Ofusque-me com fatos
De acordo com o dicionário Aurélio: "ofuscar" 1. Impedir de ver ou de ser visto; ocultar, encobrir, obscurecer.
Isso é o que acontece frequentemente quando o assunto é a tecnologia RFID.
Muitos estão familiarizados com os benefícios do RFID: sem contato, sem linha direta para leitura, capacidade de leitura e gravação etc. O problema é: diferentes sistemas de RFID têm diferentes capacidades e custos.
Nem todas as tags, por exemplo, são de leitura/escrita, algumas são ativas, outras passivas ou semi-passivas. A capacidade de informações que a tag pode armazenar e a distância de leitura podem variar, da mesma forma, as diferentes frequências de operação não oferecem o mesmo alcance ou taxas de transmissão de dados e não são todas as frequências que são regulamentadas em todos os países.
No entanto, encontra-se frequentes histórias de que o RFID vai resolver todos os problemas com o mínimo de esforço. Por isso, muitas empresas estão esperando por esse sistema mítico estar disponível. A percepção comum é que será “em algum momento no início do ano que vem” sempre que “um próximo ano” está se aproximando. Esperar esse sistema ser anunciado é como esperar a volta de Elvis Presley.
Hora de voltar atrás
Está na hora de parar de focar em custo e benefício e procurar resolver problemas internos de processos que afetam o Negócio.
Quando avaliamos o RFID para uma aplicação específica, é necessário começar do básico:
- Que dados precisamos codificar?
- Onde os dados serão lidos?
- Há restrições físicas ou ambientais onde os dados serão lidos?
- O objeto deve estar em movimento durante a leitura? Se sim, qual velocidade?
- Qual é a distância de leitura necessária?
- Quantas vezes os dados precisam ser lidos?
- É necessário uma operação autônoma?
Até o momento esses questionamentos auxiliariam a avaliar a aplicabilidade de quase qualquer tecnologia de Identificação Automática e Captura de Dados (AIDC). Código de barras bidimensionais certamente oferecem extensa capacidade de dados, velocidade e distância de leitura e podem ser configurados para operação autônoma, portanto, até o momento que não existam preocupações ambientais significativas o código de barras pode ser a melhor relação Custo x Benefício. Em outras palavras, ainda não está explícita a necessidade de uma aplicação RFID.

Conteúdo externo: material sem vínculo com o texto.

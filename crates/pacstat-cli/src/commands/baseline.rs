use std::error::Error;
use std::path::PathBuf;

use clap::Args;
use pacstat_core::Table;
use pacstat_exp::columns::BASIC;
use pacstat_exp::{annotate_baseline, BaselineConfig};

#[derive(Args, Debug)]
pub struct BaselineArgs {
    /// Basic conditions summary produced by the experiment runner.
    #[arg(long)]
    pub input: PathBuf,
    /// Destination of the annotated table.
    #[arg(long)]
    pub output: PathBuf,
    /// Name of the appended column.
    #[arg(long, default_value = "expandedFMin")]
    pub column: String,
}

pub fn run(args: &BaselineArgs) -> Result<(), Box<dyn Error>> {
    let config = BaselineConfig {
        output_column: args.column.clone(),
        ..BaselineConfig::default()
    };
    let table = Table::load(BASIC, &args.input)?;
    let annotated = annotate_baseline(&table, &config)?;
    annotated.save(&args.output)?;
    Ok(())
}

Vejamos algumas questões que poderiam sugerir o RFID:
- É necessário escrever informações na portadora de dados (*1)?
- A portadora de dados estará incorporada ou de certa forma “invisível”?

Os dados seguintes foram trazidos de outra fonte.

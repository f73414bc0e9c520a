//! Shared test fixtures for the value tracker integration tests.
//!
//! Provides `setup_tracker()` which opens a tracker on a temporary data
//! directory seeded with a small, fixed collection, plus a fixed `now()` so
//! every derived number is reproducible.

#![allow(dead_code)]

use chrono::{DateTime, NaiveDate, TimeZone, Utc};
use value_tracker::{Item, NewItem, ValueTracker};

/// The instant all integration tests evaluate metrics at.
pub fn now() -> DateTime<Utc> {
    Utc.with_ymd_and_hms(2025, 1, 1, 12, 0, 0).unwrap()
}

pub fn date(y: i32, m: u32, d: u32) -> NaiveDate {
    NaiveDate::from_ymd_opt(y, m, d).unwrap()
}

/// Route library logs to the test harness. Set `RUST_LOG=value_tracker=debug`
/// to see them.
pub fn init_logging() {
    let env = env_logger::Env::default().filter_or("RUST_LOG", "warn");
    let _ = env_logger::Builder::from_env(env).is_test(true).try_init();
}

/// Open a tracker backed by a temporary data directory with the sample
/// collection already stored.
///
/// Returns `(ValueTracker, tempfile::TempDir)`. The caller must keep the
/// `TempDir` alive for the duration of the test so the data directory is
/// not deleted prematurely.
pub fn setup_tracker() -> (ValueTracker, tempfile::TempDir) {
    init_logging();
    let tmp_dir = tempfile::tempdir().unwrap();
    let tracker = ValueTracker::builder()
        .data_dir(tmp_dir.path())
        .seed(sample_items())
        .build()
        .unwrap();
    (tracker, tmp_dir)
}

/// Open a tracker on an empty temporary data directory.
pub fn setup_empty_tracker() -> (ValueTracker, tempfile::TempDir) {
    init_logging();
    let tmp_dir = tempfile::tempdir().unwrap();
    let tracker = ValueTracker::builder().data_dir(tmp_dir.path()).build().unwrap();
    (tracker, tmp_dir)
}

/// Four items bought at different times, in stored order:
///
/// | id          | price | bought     | days/wk | category    |
/// |-------------|-------|------------|---------|-------------|
/// | item-laptop | 1200  | 2024-01-02 | 7       | Electronics |
/// | item-bike   | 800   | 2022-01-01 | 2       | Sports      |
/// | item-mug    | 12    | 2024-12-22 | 7       | (none)      |
/// | item-phone  | 800   | 2023-07-01 | 7       | Electronics |
pub fn sample_items() -> Vec<Item> {
    let created = Utc.with_ymd_and_hms(2024, 12, 30, 9, 0, 0).unwrap();
    vec![
        NewItem::new("Laptop", 1200.0, date(2024, 1, 2))
            .category("Electronics")
            .expected_years(4.0)
            .into_item("item-laptop".into(), created),
        NewItem::new("bike", 800.0, date(2022, 1, 1))
            .category("Sports")
            .days_per_week(2.0)
            .notes("weekend rides")
            .into_item("item-bike".into(), created),
        NewItem::new("Mug", 12.0, date(2024, 12, 22)).into_item("item-mug".into(), created),
        NewItem::new("Phone", 800.0, date(2023, 7, 1))
            .category("Electronics")
            .expected_years(3.0)
            .into_item("item-phone".into(), created),
    ]
}

pub fn ids(items: &[Item]) -> Vec<&str> {
    items.iter().map(|i| i.id.as_str()).collect()
}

- A portadora de dados estará sujeita a contaminação em sua superfície (ex.: sujeira, tinta)?
- Será necessário ler várias portadoras de dados simultaneamente?
Se a resposta em qualquer destas questões for SIM, começamos a evidenciar a necessidade de utilização do RFID.
Por que? Porque somente o RFID atenderá as necessidades exigidas.
Preço, Custo e Retorno de Investimento (ROI)
Enquanto as empresas precisam justificar um ROI aceitável para os custos associados à implantação de um projeto RFID, ignora-se o custo da não implantação de um projeto desses.
Algumas considerações:
- A rentabilidade será mantida se o status atual for mantido?
- A empresa perderá vantagem competitiva?
- A empresa, eventualmente, sofrerá com falta de informações precisas em processos de inventário ou para gerir o Negócio de forma eficaz?
- A percepção dos clientes sobre a empresa será alterada?
- A empresa conseguirá manter sua competitividade caso os concorrentes implementem o RFID?
- As ineficiências se tornarão ingerenciáveis caso o ritmo dos negócios continue crescendo?
Não sendo inteiramente pessimista, pode-se fazer a seguinte pergunta:
- O RFID vai aumentar a capacidade da empresa atender seus clientes?
Melhorias no serviço ao cliente e fidelização algumas vezes é difícil quantificar. Às vezes é mais fácil olhar o lado negativo para compreender o valor do serviço ao cliente, ou seja:
- Qual é o custo de perder um cliente para um concorrente que oferece melhores serviços?
Certamente nem todas essas questões são aplicadas a todas as empresas, elas existem para estimular a reflexão sobre cada empresa e a sua competitividade no mercado.
Apenas para deixar claro, as perguntas não estão centradas na tecnologia em si, mas sim em processos de negócios, nas margens e na força competitiva.
Como reflexão, isto tudo não é sobre o custo das tags, isto é sobre estar presente – e à frente – no Jogo.
(*1) Portadora de Dados: item que contém os dados necessários de uma aplicação, seja um etiqueta de código de barras ou uma etiqueta RFID.